== Record set

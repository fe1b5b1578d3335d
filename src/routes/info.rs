//! Agent information endpoint.
//!
//! `GET /info` reports identity, tunnel status and queue counters:
//!
//! | Field            | Source                                   |
//! |------------------|------------------------------------------|
//! | `cluster_id`     | `[control_plane] cluster_id`             |
//! | `runner_id`      | `[control_plane] runner_id`              |
//! | `tunnel`         | connection status and recent events      |
//! | `events`         | outbound event queue depth and drops     |
//! | `executions`     | executions tracked by the hub            |

use axum::{extract::State, Json};
use serde_json::{json, Value};

use crate::AppState;

/// Number of recent connection events included in the response.
const RECENT_EVENTS: usize = 10;

pub async fn info(State(state): State<AppState>) -> Json<Value> {
    let cp = &state.config.control_plane;
    Json(json!({
        "version": env!("CARGO_PKG_VERSION"),
        "cluster_id": cp.cluster_id,
        "runner_id": cp.runner_id,
        "organization_id": cp.organization_id,
        "environment_id": cp.environment_id,
        "tunnel": state.status.snapshot(RECENT_EVENTS).await,
        "events": {
            "queued": state.events.queued(),
            "dropped": state.events.dropped(),
        },
        "executions": state.hub.len().await,
    }))
}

====

**Your goal**
This exercise requires the number of lines in the entries holding the word "connection", written alone.

**Result**
2